-------- Data shown --------

//! SQLite storage layer for LinkStash.
//!
//! This module provides the persistence layer using SQLite with:
//! - WAL mode for concurrent reads
//! - An IMMEDIATE-transaction insert for duplicate-URL protection
//!
//! # Submodules
//!
//! - [`schema`] - Database schema definitions
//! - [`sqlite`] - Main SQLite storage implementation

pub mod schema;
pub mod sqlite;

pub use sqlite::SqliteStorage;
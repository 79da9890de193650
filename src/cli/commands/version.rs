//! Version command implementation.

use crate::error::Result;

/// Print version information.
///
/// # Errors
///
/// Returns an error if JSON serialization fails.
pub fn execute(json: bool) -> Result<()> {
    let version = env!("CARGO_PKG_VERSION");

    if json {
        let output = serde_json::json!({
            "name": "linkstash-cli",
            "version": version,
        });
        println!("{output}");
    } else {
        println!("lks {version}");
    }

    Ok(())
}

--------

- Try it -
Every record must be repeated precisely and in full.

- Result of this exercise -
//! SQLite storage layer for LinkStash.
//!
//! This module provides the persistence layer using SQLite with:
//! - WAL mode for concurrent reads
//! - An IMMEDIATE-transaction insert for duplicate-URL protection
//!
//! # Submodules
//!
//! - [`schema`] - Database schema definitions
//! - [`sqlite`] - Main SQLite storage implementation

pub mod schema;
pub mod sqlite;

pub use sqlite::SqliteStorage;
repository 79da9890de193650
filename src/cli/commands/version.rs
//! Version command implementation.

use crate::error::Result;

/// Print version information.
///
/// # Errors
///
/// Returns an error if JSON serialization fails.
pub fn execute(json: bool) -> Result<()> {
    let version = env!("CARGO_PKG_VERSION");

    if json {
        let output = serde_json::json!({
            "name": "linkstash-cli",
            "version": version,
        });
        println!("{output}");
    } else {
        println!("lks {version}");
    }

    Ok(())
}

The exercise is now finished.